If we define a as the ancestral allele frequency (1−p) and b as the derived allele frequency (p) then

$$\begin{array}{@{}rcl@{}} d_{12k}= b_{1k}a_{2k} + a_{1k}b_{2k}\\ d_{13k}= b_{1k}a_{3k} + a_{1k}b_{3k}\\ d_{23k}= b_{2k}a_{3k} + a_{2k}b_{3k} \end{array} $$

Note, the fourth taxon (outgroup) is used to define the ancestral state a.While incorporating the species tree pattern BBAA, the introgression patterns ABBA and BABA can be re-written in terms of allele frequencies:

$$ \begin{aligned} {ABBA}_{k}:= & [(\mathbf{b}_{1k}\mathbf{b}_{2k}\mathbf{a}_{3k}\mathbf{a}_{4k} + a_{1k}b_{2k}b_{3k}a_{4k}) \\ & - (\mathbf{b}_{1k}\mathbf{b}_{2k}\mathbf{a}_{3k}\mathbf{a}_{4k} + b_{1k}a_{2k}b_{3k}a_{4k}) \\ & + (b_{1k}a_{2k}b_{3k}a_{4k} + a_{1k}b_{2k}b_{3k}a_{4k})]/2 \end{aligned} $$

$$ \begin{aligned} {BABA}_{k}:= & [(\mathbf{b}_{1k}\mathbf{b}_{2k}\mathbf{a}_{3k}\mathbf{a}_{4k}+b_{1k}a_{2k}b_{3k}a_{4k}) \\ & - (\mathbf{b}_{1k}\mathbf{b}_{2k}\mathbf{a}_{3k}\mathbf{a}_{4k}+a_{1k}b_{2k}b_{3k}a_{4k}) \\ & + (b_{1k}a_{2k}b_{3k}a_{4k}+a_{1k}b_{2k}b_{3k}a_{4k})]/2 \end{aligned} $$

Using distances (d_xy) from above, these patterns can then be expressed as:

$$\begin{array}{@{}rcl@{}} {ABBA}_{k}=[p_{2k}\cdot d_{13k}-p_{1k}\cdot d_{23k}+p_{3k}\cdot d_{12k}]\cdot (1-p_{4k})/2 \\ {BABA}_{k}=[p_{1k}\cdot d_{23k}-p_{2k}\cdot d_{13k}+p_{3k}\cdot d_{12k}]\cdot (1-p_{4k})/2 \end{array} $$

Finally, this leads to the following distance based Patterson’s D equation for a region containing L variant positions:

$$\begin{array}{@{}rcl@{}} D=\frac{\sum^{L}_{k=1} {ABBA}_{k} - {BABA}_{k}}{\sum_{k=1}^{L}{ABBA}_{k}+{BABA}_{k}}=\frac{\sum^{L}_{k=1} p_{2k}\cdot d_{13k} - p_{1k}\cdot d_{23k}}{\sum_{k=1}^{L}p_{3k}\cdot d_{12k}} \end{array} $$

(1)

In the context of distances p_2k·d_13k may be seen as the contribution of the variation contained between the lineages 1 to 3 (d_13k) to population 2.

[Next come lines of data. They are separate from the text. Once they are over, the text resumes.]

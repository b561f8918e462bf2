//! Error codes shared across the RPC boundary.

use serde::{Deserialize, Serialize};
use std::fmt;
use thiserror::Error;

/// Result type for wire encoding and decoding.
pub type WireResult<T> = Result<T, WireError>;

/// Errors produced while encoding or decoding wire messages.
#[derive(Error, Debug, Clone, PartialEq, Eq)]
pub enum WireError {
    /// Failed to encode a message.
    #[error("encoding failed: {message}")]
    EncodingFailed {
        /// Description of the encoding error.
        message: String,
    },

    /// Failed to decode a message.
    #[error("decoding failed: {message}")]
    DecodingFailed {
        /// Description of the decoding error.
        message: String,
    },
}

impl WireError {
    /// Creates an encoding failed error.
    pub fn encoding_failed(message: impl Into<String>) -> Self {
        Self::EncodingFailed {
            message: message.into(),
        }
    }

    /// Creates a decoding failed error.
    pub fn decoding_failed(message: impl Into<String>) -> Self {
        Self::DecodingFailed {
            message: message.into(),
        }
    }
}

/// Error code taxonomy reported by tablets.
///
/// Codes are grouped so that callers can decide a retry policy without
/// inspecting the message text.
#[derive(Debug, Clone, Copy, PartialEq, Eq, Hash, Serialize, Deserialize)]
pub enum ErrorCode {
    /// No error.
    Success,
    /// The operation was cancelled by the caller.
    Cancelled,
    /// Unclassified failure.
    UnknownError,
    /// The request was malformed or semantically invalid.
    BadInput,
    /// The deadline expired before the operation completed.
    DeadlineExceeded,
    /// A constraint (such as a duplicate key) was violated.
    IntegrityError,
    /// The caller lacks permission for the operation.
    PermissionDenied,
    /// A quota or pool was exhausted.
    ResourceExhausted,
    /// The tablet does not serve the requested target.
    QueryNotServed,
    /// The referenced transaction does not exist.
    NotInTx,
    /// The tablet hit an internal invariant violation.
    InternalError,
    /// A transient condition; retrying may succeed.
    TransientError,
    /// The caller could not be authenticated.
    Unauthenticated,
}

impl ErrorCode {
    /// Returns true if a caller may retry the request as-is, possibly
    /// against another replica.
    pub fn is_retryable(&self) -> bool {
        matches!(
            self,
            ErrorCode::QueryNotServed | ErrorCode::TransientError | ErrorCode::ResourceExhausted
        )
    }

    /// Returns the lowercase name of the code.
    pub fn as_str(&self) -> &'static str {
        match self {
            ErrorCode::Success => "success",
            ErrorCode::Cancelled => "cancelled",
            ErrorCode::UnknownError => "unknown_error",
            ErrorCode::BadInput => "bad_input",
            ErrorCode::DeadlineExceeded => "deadline_exceeded",
            ErrorCode::IntegrityError => "integrity_error",
            ErrorCode::PermissionDenied => "permission_denied",
            ErrorCode::ResourceExhausted => "resource_exhausted",
            ErrorCode::QueryNotServed => "query_not_served",
            ErrorCode::NotInTx => "not_in_tx",
            ErrorCode::InternalError => "internal_error",
            ErrorCode::TransientError => "transient_error",
            ErrorCode::Unauthenticated => "unauthenticated",
        }
    }
}

impl fmt::Display for ErrorCode {
    fn fmt(&self, f: &mut fmt::Formatter<'_>) -> fmt::Result {
        f.write_str(self.as_str())
    }
}

/// An error as carried end-to-end over the wire: a code plus free text.
#[derive(Error, Debug, Clone, PartialEq, Eq, Serialize, Deserialize)]
#[error("{code}: {message}")]
pub struct RpcError {
    /// Error code.
    pub code: ErrorCode,
    /// Human readable message.
    pub message: String,
}

impl RpcError {
    /// Creates a new RPC error.
    pub fn new(code: ErrorCode, message: impl Into<String>) -> Self {
        Self {
            code,
            message: message.into(),
        }
    }
}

As seen from Eq. (1) the Patterson’s D denominator (ABBA + BABA) simplifies to an expression of the derived allele frequency of the archaic population P3 times the average pairwise nucleotide diversity (d_xy) between population P1 and P2. This interpretation highlights the original difficulty that Patterson’s D has handling regions of low diversity since the denominator will be systematically reduced in these areas due to the d_12k variable; increasing the overall D value. This effect intensifies when at the same time the divergence from the donor population P3 is high. Martin et al. [20] proposed f_d which corrects for this by considering the higher derived allele frequency (P2 or P3) at each given variant position; systematically increasing the denominator.

Martin’s f _d estimator

We can apply the same distance logic to rewrite the f_d statistic. Following the example above for D we start with the definition of the statistic f_hom [11] upon which f_d is based. The basic idea of the f_hom estimate is that complete introgression would lead to complete homogenization of allele frequencies. Here it is assumed that introgression goes from P3 to P2, therefore:

$$\begin{array}{@{}rcl@{}} f_{hom} = \frac{S(P1,P2,P3,O)}{S(P1,P3,P3,O)} \end{array} $$

where the numerator is the same as Patterson’s D:

$$\begin{array}{@{}rcl@{}} S(P1,P2,P3,O)=\sum_{k}^{L}p_{2k}\cdot d_{13k}-p_{1k}\cdot d_{23k} \end{array} $$

and the denominator can be formulated by substituting P2 with P3,

$$\begin{array}{@{}rcl@{}} S(P1,P3,P3,O)=\sum_{k}^{L}p_{3k}\cdot d_{13k}-p_{1k}\cdot \pi_{3k} \end{array} $$

where π_3k is the average pairwise nucleotide diversity within population P3 at site k. The terms p_3k·d_13k may be interpreted as the contribution of population 3 to the variation contained between the lineages 1 to 3 (subtracting the contribution of population 1 contained in population 3). Following Martin et al. [20] f_d is defined as $f_{d} = \frac {S(P1,P2,P3,O)}{S(P1,PD,PD,O)}$ where PD is the population (2 or 3) with the higher derived allele frequency at each variant position. Here the denominator is:

$$\begin{array}{@{}rcl@{}} S(P1,PD,PD,O)&\,\,\,=\sum_{k}^{L}p_{Dk}\cdot d_{1Dk}-p_{1k}\cdot d_{DDk}\\&=\sum_{k}^{L}p_{Dk}\cdot d_{1Dk}-p_{1k}\cdot \pi_{Dk} \end{array} $$

(2)

Leading to the statistic:

$$\begin{array}{@{}rcl@{}} f_{d}=\frac{\sum_{k=1}^{L}{p}_{2k}\cdot d_{13k} - {p}_{1k}\cdot {d}_{23k} }{\sum_{k=1}^{L}{p}_{Dk}\cdot {d}_{1Dk}-p_{1k}\cdot \pi_{Dk}} \end{array} $$

(3)

where in the denominator, π_Dk is the nucleotide diversity within population PD, which is the population with the higher derived allele frequency (P2 or P3) for each variant site k. The difference between the f_hom statistic versus f_d is that there is no assumption in the latter about the direction of introgression.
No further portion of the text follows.